Synopsis: Michael S. Podmaniczky loves his spokeshaves. His description is almost photographic: the working face of a flat-soled spokeshave is machined flat, and apart from its extended handles, it looks and works like a plane with a very short, narrow sole. Viewed from the side, the sole is curved to a radius of about 1-1/2 in. He explains the different types available for purchase, how to select one, whether wood or metal, and how to tune it up. He offers advice on using spokeshaves for various difficult jobs and how to handle their quirks.
The spokeshave is a marvelous tool. Compact and comfortable to use, it can, with care, perform admirable service in a diversity of jobs. I find myself using one nearly every day for cleaning up drawknifed chair spindles, shaping and fairing curved parts, chamfering anything. . .and on and on. The spokeshave isn’t without its quirks, though, and unless you learn to live with them, it’s hard to get the tool working just right.
First of all, you’ve got to decide which spokeshave to use for which job or, if you don’t have any spokeshave at all, which to buy. A glance at the spokeshave section in my favorite wishbooks reveals an armload of choices priced between $4 and $24. You could buy them all, but the collection would leave too little room in your toolkit and too much room in your wallet. Most mail-order catalogs offer several sizes of metal spokeshaves in two generic types: flat-soled and curved-soled.

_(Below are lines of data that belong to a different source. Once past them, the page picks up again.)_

impl IssueInstance {
    #[must_use]
    pub fn new(kind: IssueKind, file: Atom, line: u32, arguments: Vec<String>) -> Self {
        Self { kind, file, line, arguments }
    }

    /// Renders the message template with this instance's arguments.
    ///
    /// Each `{}` placeholder consumes one argument; surplus placeholders
    /// render empty, surplus arguments are ignored.
    #[must_use]
    pub fn message(&self) -> String {
        let template = self.kind.template();
        let mut message = String::with_capacity(template.len() + 32);
        let mut arguments = self.arguments.iter();
        let mut rest = template;

        while let Some(index) = rest.find("{}") {
            message.push_str(&rest[..index]);
            if let Some(argument) = arguments.next() {
                message.push_str(argument);
            }
            rest = &rest[index + 2..];
        }
        message.push_str(rest);

        message
    }
}

impl fmt::Display for IssueInstance {
    fn fmt(&self, f: &mut fmt::Formatter<'_>) -> fmt::Result {
        write!(f, "{}:{} {} {}", self.file, self.line, self.kind.name(), self.message())
    }
}

#[cfg(test)]
mod tests {
    use augur_atom::atom;

    use super::*;

    #[test]
    fn test_ids_are_unique() {
        let mut seen = std::collections::HashSet::new();
        for kind in IssueKind::all() {
            assert!(seen.insert(kind.id()), "duplicate id for {}", kind.name());
        }
    }

    #[test]
    fn test_message_rendering() {
        let instance = IssueInstance::new(
            IssueKind::UndeclaredExtendedClass,
            atom("src.php"),
            1,
            vec!["\\C".to_string()],
        );

        assert_eq!(instance.message(), "Class extends undeclared class \\C");
        assert_eq!(instance.to_string(), "src.php:1 UndeclaredExtendedClass Class extends undeclared class \\C");
    }

    #[test]
    fn test_message_with_multiple_arguments() {
        let instance = IssueInstance::new(
            IssueKind::TypeMismatchArgumentInternal,
            atom("src.php"),
            1,
            vec!["1".into(), "x".into(), "string".into(), "\\f".into(), "int".into()],
        );

        assert_eq!(instance.message(), "Argument 1 (x) is string but \\f() takes int");
    }

    #[test]
    fn test_severity_values() {
        assert_eq!(Severity::Low.value(), 0);
        assert_eq!(Severity::Normal.value(), 5);
        assert_eq!(Severity::Critical.value(), 10);
        assert_eq!(Severity::from_value(7), Severity::Normal);
    }

    #[test]
    fn test_from_name_round_trip() {
        for kind in IssueKind::all() {
            assert_eq!(IssueKind::from_name(kind.name()), Some(*kind));
        }
        assert_eq!(IssueKind::from_name("NoSuchIssue"), None);
    }
}
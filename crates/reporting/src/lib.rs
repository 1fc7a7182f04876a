//! The diagnostic model of the Augur analyzer.
//!
//! The catalog of every diagnostic the analyzer can emit lives here as
//! [`IssueKind`]: a fixed set of issue types, each with a category bitmask,
//! a severity, a printf-style message template, a coarse remediation
//! effort, and a stable numeric id. An [`IssueInstance`] binds an issue
//! type to a source location and message arguments.
//!
//! Emission flows through a [`Collector`]; the [`BufferingCollector`]
//! applies a filter chain and buffers passing instances under a sort key so
//! that flushing always produces a deterministic stream.

pub mod collector;
pub mod filter;
pub mod issue;

pub use collector::BufferingCollector;
pub use collector::Collector;
pub use filter::CategoryIssueFilter;
pub use filter::ChainedIssueFilter;
pub use filter::FileIssueFilter;
pub use filter::IssueFilter;
pub use filter::MinimumSeverityFilter;
pub use filter::SuppressionIssueFilter;
pub use filter::WhitelistIssueFilter;
pub use issue::Category;
pub use issue::IssueInstance;
pub use issue::IssueKind;
pub use issue::RemediationEffort;
pub use issue::Severity;
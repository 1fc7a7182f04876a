use ahash::HashSet;
use serde::Deserialize;
use serde::Serialize;

use augur_atom::Atom;
use augur_atom::AtomMap;
use augur_atom::AtomSet;
use augur_atom::ascii_lowercase_atom;

use crate::fqsen::ClassFqsen;
use crate::metadata::constant::ClassConstantMetadata;
use crate::metadata::flags::MetadataFlags;
use crate::metadata::function_like::FunctionLikeMetadata;
use crate::metadata::property::PropertyMetadata;
use crate::ttype::union::UnionType;

/// A class, interface, or trait, together with its members.
///
/// Members live inside their class: properties and constants are keyed by
/// their case-sensitive names, methods by their lowercased names. Ancestors
/// are referenced by FQSEN, never by pointer, so the codebase stays a
/// single coherent data structure.
#[derive(Debug, Clone, PartialEq, Serialize, Deserialize)]
pub struct ClassMetadata {
    pub name: Atom,
    pub fqsen: ClassFqsen,
    /// `INTERFACE` / `TRAIT` discriminate the class-like kind.
    pub flags: MetadataFlags,
    pub file: Atom,
    pub line: u32,
    pub parent: Option<ClassFqsen>,
    pub interfaces: Vec<ClassFqsen>,
    pub traits: Vec<ClassFqsen>,
    /// Ordered `@template` parameter names.
    pub template_types: Vec<Atom>,
    /// Concrete parameter unions bound through `@inherits Parent<...>`.
    pub parent_template_parameters: Vec<UnionType>,
    pub properties: AtomMap<PropertyMetadata>,
    pub methods: AtomMap<FunctionLikeMetadata>,
    pub constants: AtomMap<ClassConstantMetadata>,
    /// Issue type names suppressed by `@suppress` on the class.
    pub suppressions: Vec<Atom>,
    pub references: HashSet<(Atom, u32)>,
}

impl ClassMetadata {
    #[must_use]
    pub fn new(fqsen: ClassFqsen, file: Atom, line: u32) -> Self {
        Self {
            name: fqsen.name,
            fqsen,
            flags: MetadataFlags::empty(),
            file,
            line,
            parent: None,
            interfaces: Vec::new(),
            traits: Vec::new(),
            template_types: Vec::new(),
            parent_template_parameters: Vec::new(),
            properties: AtomMap::default(),
            methods: AtomMap::default(),
            constants: AtomMap::default(),
            suppressions: Vec::new(),
            references: HashSet::default(),
        }
    }

    #[inline]
    #[must_use]
    pub fn is_interface(&self) -> bool {
        self.flags.is_interface()
    }

    #[inline]
    #[must_use]
    pub fn is_trait(&self) -> bool {
        self.flags.is_trait()
    }

    /// Direct ancestors in hydration order: interfaces, traits, parent.
    #[must_use]
    pub fn direct_ancestors(&self) -> Vec<ClassFqsen> {
        let mut ancestors = Vec::with_capacity(self.interfaces.len() + self.traits.len() + 1);
        ancestors.extend(self.interfaces.iter().copied());
        ancestors.extend(self.traits.iter().copied());
        ancestors.extend(self.parent);
        ancestors
    }

    pub fn add_property(&mut self, property: PropertyMetadata) {
        self.properties.insert(property.name, property);
    }

    #[must_use]
    pub fn has_property(&self, name: &str) -> bool {
        self.properties.contains_key(&augur_atom::atom(name))
    }

    pub fn add_method(&mut self, method: FunctionLikeMetadata) {
        self.methods.insert(ascii_lowercase_atom(&method.name), method);
    }

    /// Method lookup is case-insensitive.
    #[must_use]
    pub fn get_method(&self, name: &str) -> Option<&FunctionLikeMetadata> {
        self.methods.get(&ascii_lowercase_atom(name))
    }

    #[must_use]
    pub fn get_method_mut(&mut self, name: &str) -> Option<&mut FunctionLikeMetadata> {
        self.methods.get_mut(&ascii_lowercase_atom(name))
    }

    #[must_use]
    pub fn has_method(&self, name: &str) -> bool {
        self.methods.contains_key(&ascii_lowercase_atom(name))
    }

    pub fn add_constant(&mut self, constant: ClassConstantMetadata) {
        self.constants.insert(constant.name, constant);
    }

    /// The template identifiers in scope inside this class's doc types.
    #[must_use]
    pub fn template_name_set(&self) -> AtomSet {
        self.template_types.iter().copied().collect()
    }

    /// The map binding this class's parent's template names to the
    /// parameters declared through `@inherits`.
    #[must_use]
    pub fn parent_template_map(&self, parent: &ClassMetadata) -> AtomMap<UnionType> {
        let mut map = AtomMap::default();
        for (name, parameter) in parent.template_types.iter().zip(&self.parent_template_parameters) {
            map.insert(*name, parameter.clone());
        }
        map
    }

    pub fn add_reference(&mut self, file: Atom, line: u32) {
        self.references.insert((file, line));
    }

    /// The class's own references plus the sum of its members' references.
    #[must_use]
    pub fn total_reference_count(&self) -> usize {
        self.references.len()
            + self.properties.values().map(|p| p.references.len()).sum::<usize>()
            + self.methods.values().map(|m| m.references.len()).sum::<usize>()
            + self.constants.values().map(|c| c.references.len()).sum::<usize>()
    }
}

As its name implies, the working face of a flat-soled spokeshave is machined flat, and apart from its extended handles, it looks and works like a plane with a very short, narrow sole. A round-soled spokeshave has a straight blade, like a plane, and when viewed from the front its sole appears flat. Viewed from the side, however, the sole is curved to a radius of about 1 in. A half-round spokeshave is different altogether. It shows a concave sole from the front and has a blade curved along its width. A convex spokeshave is similar, but as the name implies, the sole is curved in the other direction.
Which you buy depends more on how much you want to squeeze out of your tool dollar than it does on the kind of woodworking you do. I whittle the selection down to manageable size by first deciding what I can do without. The halfround spokeshave, meant for shaping cylindrical parts like banister rails, is useless on work whose radius is larger than that of the tool’s sole. On work of lesser radius, you’ll do just as well with a smooth or block plane or a flat-soled spokeshave—after all, tangent is tangent and there’s no point cluttering up your toolbox with a single-purpose tool when a more versatile one will do. Combination spokeshaves are round and flat-soled shaves married by a single handle—good in theory, not so good in practice.